The proceeds received from the sale of Stock pursuant to the Plan shall be used for general corporate purposes.
12.Rights and Privileges as a Shareholder.
Except as otherwise specifically provided in the Plan, no Person shall be entitled to the rights and privileges of Stock
ownership in respect of shares of Stock that are subject to Awards hereunder until such shares have been issued to that
Person.
13.Transferability of Awards and Beneficiary Designations 
(a)Non-Transferability.  No Award shall be transferable other than by will, the laws of descent and distribution or pursuant to
beneficiary designation procedures approved by the Company or, to the extent expressly permitted in the Award
Agreement relating to such Award, to the holder’s family members, a trust or entity established by the holder for estate
planning purposes or a charitable organization designated by the holder, in each case, without consideration. Except to
the extent permitted by the foregoing sentence or the Award Agreement relating to an Award, each Award may be
exercised or settled during the holder’s lifetime only by the holder or the holder’s legal representative or similar person.
Except as permitted by the second preceding sentence, no Award may be sold, transferred, assigned, pledged,
hypothecated, encumbered or otherwise disposed of (whether by operation of law or otherwise) or be subject to
execution, attachment or similar process. Upon any attempt to so sell, transfer, assign, pledge, hypothecate, encumber or
otherwise dispose of any Award, such Award and all rights thereunder shall immediately become null and void.

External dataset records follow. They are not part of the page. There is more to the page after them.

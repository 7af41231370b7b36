use clap::{Args, Parser, Subcommand};
use std::path::PathBuf;

use crate::api::ProviderKind;

pub mod commands;

#[derive(Parser)]
#[command(name = "provisioner")]
#[command(about = "Provision issue-tracker and messaging integrations for a workspace")]
#[command(long_about = "Runs the verification chain for a provider integration (access check, label, \
                       webhook, test issue), commits it on success and rolls back anything it \
                       created otherwise. Start with 'provisioner add --help'.")]
pub struct Cli {
    /// Print machine-readable JSON instead of status lines
    #[arg(long, global = true)]
    pub json: bool,

    #[command(subcommand)]
    pub command: Option<Commands>,
}

#[derive(Args, Debug, Clone)]
pub struct IntegrationArgs {
    /// Workspace owning the integration
    #[arg(long, short = 'w')]
    pub workspace: String,
    /// Id of the committed integration
    #[arg(long, short = 'i')]
    pub integration: String,
}

#[derive(Subcommand)]
pub enum Commands {
    /// Run the setup chain for a provider and optionally commit the integration
    Add {
        /// Workspace to add the integration to
        #[arg(long, short = 'w')]
        workspace: String,
        /// Provider slug (jira, github, gitlab, asana, linear, trello, height, pagerduty, slack, msteams)
        #[arg(long, short = 'p', value_parser = parse_provider)]
        provider: ProviderKind,
        /// Credential field as NAME=VALUE; repeat for each field
        #[arg(long = "credential", short = 'c', value_parser = parse_key_val)]
        credentials: Vec<(String, String)>,
        /// Project, team, board or repository to integrate
        #[arg(long, short = 't')]
        target: Option<String>,
        /// Only list the targets visible with these credentials
        #[arg(long)]
        list_targets: bool,
        /// Commit when every step succeeded; without it the session is closed and rolled back
        #[arg(long)]
        commit: bool,
    },
    /// List integrations committed for a workspace
    List {
        #[arg(long, short = 'w')]
        workspace: String,
    },
    /// Re-run the access and test-issue checks of a committed integration
    Test {
        #[command(flatten)]
        target: IntegrationArgs,
    },
    /// Replace the stored secret of a committed integration
    UpdateCredentials {
        #[command(flatten)]
        target: IntegrationArgs,
        /// New API key or token
        #[arg(long)]
        secret: String,
    },
    /// Remove the provider webhook and label, then the integration record
    Delete {
        #[command(flatten)]
        target: IntegrationArgs,
    },
    /// Write a configuration file with default settings
    InitConfig {
        #[arg(long, default_value = "provisioner.toml")]
        path: PathBuf,
        /// Public URL providers should deliver webhook events to
        #[arg(long)]
        webhook_url: Option<String>,
        /// Overwrite an existing file
        #[arg(long)]
        force: bool,
    },
}

pub fn parse_provider(value: &str) -> Result<ProviderKind, String> {
    ProviderKind::ALL
        .into_iter()
        .find(|kind| kind.slug().eq_ignore_ascii_case(value))
        .ok_or_else(|| {
            let known: Vec<_> = ProviderKind::ALL.iter().map(|k| k.slug()).collect();
            format!("unknown provider `{value}` (expected one of: {})", known.join(", "))
        })
}

pub fn parse_key_val(value: &str) -> Result<(String, String), String> {
    let (key, val) = value
        .split_once('=')
        .ok_or_else(|| format!("expected NAME=VALUE, got `{value}`"))?;
    if key.trim().is_empty() {
        return Err(format!("missing credential name in `{value}`"));
    }
    Ok((key.trim().to_string(), val.to_string()))
}

#[cfg(test)]
mod tests {
    use super::*;

    #[test]
    fn test_parse_provider() {
        assert_eq!(parse_provider("Linear"), Ok(ProviderKind::Linear));
        assert_eq!(parse_provider("msteams"), Ok(ProviderKind::Msteams));
        assert!(parse_provider("bugzilla").unwrap_err().contains("jira"));
    }

    #[test]
    fn test_parse_key_val_keeps_equals_in_value() {
        assert_eq!(
            parse_key_val("apiKey=abc=="),
            Ok(("apiKey".to_string(), "abc==".to_string()))
        );
        assert!(parse_key_val("apiKey").is_err());
        assert!(parse_key_val("=x").is_err());
    }

    #[test]
    fn test_add_command_parses() {
        let cli = Cli::try_parse_from([
            "provisioner",
            "add",
            "-w",
            "ws1",
            "-p",
            "linear",
            "-c",
            "apiKey=k",
            "--target",
            "Support",
            "--commit",
        ])
        .unwrap();
        match cli.command {
            Some(Commands::Add {
                provider,
                credentials,
                commit,
                ..
            }) => {
                assert_eq!(provider, ProviderKind::Linear);
                assert_eq!(credentials, vec![("apiKey".to_string(), "k".to_string())]);
                assert!(commit);
            }
            _ => panic!("expected add"),
        }
    }

    #[test]
    fn test_init_config_defaults_path() {
        let cli = Cli::try_parse_from(["provisioner", "init-config"]).unwrap();
        match cli.command {
            Some(Commands::InitConfig { path, webhook_url, force }) => {
                assert_eq!(path, PathBuf::from("provisioner.toml"));
                assert!(webhook_url.is_none());
                assert!(!force);
            }
            _ => panic!("expected init-config"),
        }
    }
}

(b)Designation of Beneficiary. To the extent permitted by the Company, a Participant may file with the Company a written
designation of one or more persons as such Participant’s beneficiary or beneficiaries (both primary and contingent) in the
event of the Participant’s death or incapacity. To the extent an outstanding Option or Stock Appreciation Right granted
hereunder is exercisable, such beneficiary or beneficiaries shall be entitled to exercise such Option or Stock Appreciation
Right pursuant to procedures prescribed by the Company. Each beneficiary designation shall become effective only when
filed in writing with the Company during the Participant’s lifetime on a form prescribed by the Company. The spouse of a
married Participant domiciled in a community property jurisdiction shall join in any designation of a beneficiary other than
such spouse. The filing with the Company of a new beneficiary designation shall cancel all previously filed beneficiary
designations. If a Participant fails to designate a beneficiary, or if all designated beneficiaries of a Participant predecease
the Participant, then each outstanding award held by such Participant, to the extent vested or exercisable, shall be
payable to or may be exercised by such Participant’s executor, administrator, legal representative or similar person.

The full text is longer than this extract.